The market quickly recovered and fifteen months later it broke new records.

Had there been no central bank to prevent a market panic from causing a catastrophic market crash and the economy required, say, 10 some years to recover, as did following the 1929 crash, then Jeremy Siegel’s data would have shown the post 1925 rate of return as being much less than 10 percent.

Why am I discussing this economic history? Because FactCheck.org used Jeremy Siegel’s average, inflation adjusted stock market returns for the years 1802 through 1991, 6.8 percent, as a baseline market return. This average would be much closer to 10 percent—and probably higher—if we had a central bank between 1811 through 1935.

I say “probably higher” than 10 percent because the Great Depression would have probably been adverted if we had a competent central bank during those years. Preventing the Great Depression would have boosted the 1926-1991 returns above 10 percent.

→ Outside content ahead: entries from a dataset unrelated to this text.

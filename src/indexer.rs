//! Incremental indexing pipeline.
//!
//! Coordinates one reindex pass: scan → staleness check → read → classify →
//! chunk → replace-set upsert. A file is stale when the index has no entry
//! for its path or the entry's `last_indexed` is older than the file's
//! modification time. Fresh files are left untouched.
//!
//! Per-file failures are logged and counted; they never abort the pass. A
//! failed file keeps its previous chunks and is retried on the next pass.
//!
//! The pass checks a [`CancellationToken`] before every file. A cancelled
//! pass returns what it has done so far with `cancelled = true`.

use anyhow::Result;
use serde::Serialize;
use std::collections::{HashMap, HashSet};
use std::path::Path;
use std::time::Duration;
use tokio::task::JoinHandle;
use tokio_util::sync::CancellationToken;

use workspace_index_core::chunk::{chunk_content, ChunkerConfig};
use workspace_index_core::classify::classify;
use workspace_index_core::models::{FileChunkSet, FileEntry, FileType, NewChunk};
use workspace_index_core::store::IndexStore;

use crate::config::Config;
use crate::scan::{scan_workspace, ScanOptions};

#[derive(Debug, Clone, Default)]
pub struct IndexerOptions {
    pub scan: ScanOptions,
    pub chunker: ChunkerConfig,
    /// Treat every file as stale.
    pub full: bool,
    /// Clear index entries whose file is no longer in the workspace.
    pub prune_missing: bool,
}

impl IndexerOptions {
    pub fn from_config(config: &Config) -> Self {
        Self {
            scan: ScanOptions::from(&config.workspace),
            chunker: config.chunker(),
            full: false,
            prune_missing: config.indexing.prune_missing,
        }
    }
}

#[derive(Debug, Clone, Copy, PartialEq, Eq, Serialize)]
#[serde(rename_all = "lowercase")]
pub enum FileStatus {
    Indexed,
    Skipped,
    Empty,
    Failed,
    Removed,
}

#[derive(Debug, Clone, PartialEq, Eq, Serialize)]
pub struct FileOutcome {
    pub path: String,
    pub status: FileStatus,
    pub chunks: usize,
    #[serde(skip_serializing_if = "Option::is_none")]
    pub error: Option<String>,
}

#[derive(Debug, Clone, Default, PartialEq, Eq, Serialize)]
pub struct ReindexSummary {
    pub scanned: usize,
    pub indexed: usize,
    pub skipped: usize,
    pub empty: usize,
    pub failed: usize,
    pub removed: usize,
    pub cancelled: bool,
    pub files: Vec<FileOutcome>,
}

impl ReindexSummary {
    fn record(&mut self, path: &str, status: FileStatus, chunks: usize, error: Option<String>) {
        match status {
            FileStatus::Indexed => self.indexed += 1,
            FileStatus::Skipped => self.skipped += 1,
            FileStatus::Empty => self.empty += 1,
            FileStatus::Failed => self.failed += 1,
            FileStatus::Removed => self.removed += 1,
        }
        self.files.push(FileOutcome {
            path: path.to_string(),
            status,
            chunks,
            error,
        });
    }
}

/// Whether a scanned file needs reindexing given its indexed watermark.
pub fn is_stale(entry: &FileEntry, last_indexed: Option<i64>) -> bool {
    match last_indexed {
        None => true,
        Some(ts) => ts < entry.modified,
    }
}

/// Classify and chunk one file. Returns `None` when no chunk survives.
///
/// The first chunk is titled with the file name; chunk `n >= 2` is titled
/// `"<name> (part n)"`.
pub fn build_chunk_set(entry: &FileEntry, content: &str, chunker: &ChunkerConfig) -> Option<FileChunkSet> {
    let spans = chunk_content(content, FileType::is_outline(&entry.file_type), chunker);
    if spans.is_empty() {
        return None;
    }

    let chunks = spans
        .into_iter()
        .enumerate()
        .map(|(i, span)| NewChunk {
            title: if i == 0 {
                entry.name.clone()
            } else {
                format!("{} (part {})", entry.name, i + 1)
            },
            content: span.text,
            line_number: Some(span.line_start as i64),
            line_end: Some(span.line_end as i64),
            context: span.context,
        })
        .collect();

    Some(FileChunkSet {
        file_path: entry.path.clone(),
        file_type: entry.file_type.clone(),
        source_type: classify(&entry.path),
        content_type: FileType::content_type(&entry.file_type).to_string(),
        chunks,
    })
}

/// Run one reindex pass over `root`.
pub async fn reindex<S: IndexStore + ?Sized>(
    store: &S,
    root: &Path,
    options: &IndexerOptions,
    cancel: &CancellationToken,
) -> Result<ReindexSummary> {
    let entries = scan_workspace(root, &options.scan)?;
    let indexed: HashMap<String, i64> = store
        .indexed_files()
        .await?
        .into_iter()
        .map(|f| (f.file_path, f.last_indexed))
        .collect();

    let mut summary = ReindexSummary {
        scanned: entries.len(),
        ..ReindexSummary::default()
    };

    for entry in &entries {
        if cancel.is_cancelled() {
            summary.cancelled = true;
            break;
        }

        let previous = indexed.get(&entry.path).copied();
        if !options.full && !is_stale(entry, previous) {
            summary.record(&entry.path, FileStatus::Skipped, 0, None);
            continue;
        }

        let content = match tokio::fs::read_to_string(root.join(&entry.path)).await {
            Ok(c) => c,
            Err(err) => {
                tracing::warn!(path = %entry.path, error = %err, "failed to read file");
                summary.record(&entry.path, FileStatus::Failed, 0, Some(err.to_string()));
                continue;
            }
        };

        let Some(set) = build_chunk_set(entry, &content, &options.chunker) else {
            if previous.is_some() {
                if let Err(err) = store.clear_file(&entry.path).await {
                    tracing::warn!(path = %entry.path, error = %err, "failed to clear emptied file");
                    summary.record(&entry.path, FileStatus::Failed, 0, Some(err.to_string()));
                    continue;
                }
            }
            tracing::debug!(path = %entry.path, "no indexable content");
            summary.record(&entry.path, FileStatus::Empty, 0, None);
            continue;
        };

        match store.replace_file_chunks(&set, now_ms()).await {
            Ok(written) => {
                tracing::debug!(path = %entry.path, chunks = written, source_type = %set.source_type, "indexed");
                summary.record(&entry.path, FileStatus::Indexed, written, None);
            }
            Err(err) => {
                tracing::warn!(path = %entry.path, error = %err, "failed to write chunks");
                summary.record(&entry.path, FileStatus::Failed, 0, Some(err.to_string()));
            }
        }
    }

    if options.prune_missing && !summary.cancelled {
        let present: HashSet<&str> = entries.iter().map(|e| e.path.as_str()).collect();
        let mut orphans: Vec<&String> = indexed
            .keys()
            .filter(|p| !present.contains(p.as_str()))
            .collect();
        orphans.sort();

        for path in orphans {
            match store.clear_file(path).await {
                Ok(n) => summary.record(path, FileStatus::Removed, n, None),
                Err(err) => {
                    tracing::warn!(path = %path, error = %err, "failed to prune missing file");
                    summary.record(path, FileStatus::Failed, 0, Some(err.to_string()));
                }
            }
        }
    }

    tracing::info!(
        scanned = summary.scanned,
        indexed = summary.indexed,
        skipped = summary.skipped,
        empty = summary.empty,
        failed = summary.failed,
        removed = summary.removed,
        cancelled = summary.cancelled,
        "reindex pass finished"
    );
    Ok(summary)
}

/// Cancels the token after the deadline unless dropped first.
pub struct DeadlineGuard(Option<JoinHandle<()>>);

impl Drop for DeadlineGuard {
    fn drop(&mut self) {
        if let Some(handle) = self.0.take() {
            handle.abort();
        }
    }
}

pub fn arm_deadline(cancel: &CancellationToken, deadline: Option<Duration>) -> DeadlineGuard {
    DeadlineGuard(deadline.map(|d| {
        let token = cancel.clone();
        tokio::spawn(async move {
            tokio::time::sleep(d).await;
            tracing::warn!(secs = d.as_secs(), "reindex deadline reached, cancelling");
            token.cancel();
        })
    }))
}

pub fn now_ms() -> i64 {
    chrono::Utc::now().timestamp_millis()
}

The chart also shows that the U.S. had reconstituted a rudimentary central bank— the Federal Reserve—in 1913. This is true, but, because of the same psychosis that led us to dispose of our central bank in 1811, our central bank was reborn without the essential powers necessary to be fully functional. The Federal Reserve act finally corrected these deficiencies in 1935, after the Great Depression nearly destroyed our banking system.

Another contributing factor as to why the Federal Reserve failed to avert the crash of 1929: we were still rebuilding our expertise at running central banks. It’s one thing to pass a law establishing a central bank and it is another to build the expertise necessary to run one when a panic hits the fan.

One more point: Jeremy Siegel’s data ends just before 1990’s bull market. This would have boosted the post-1925 returns slightly if they were included.


Conclusion


The changes in the U.S.’ economic structure caused by losing and regaining our central bank is not widely appreciated and I cannot fault the folks at FactCheck.org if they simply didn’t know about these considerations.

That being said, FactCheck.org use of the 1802 –1991 inflation adjusted average causes their analysis to arrive at a low looking, “dovish argument friendly” yields.

I believe that it is reasonable to consider Jeremy Siegel's 10 percent stock market returns for the post 1926 period as a reasonable baseline for forecasting future stock market returns.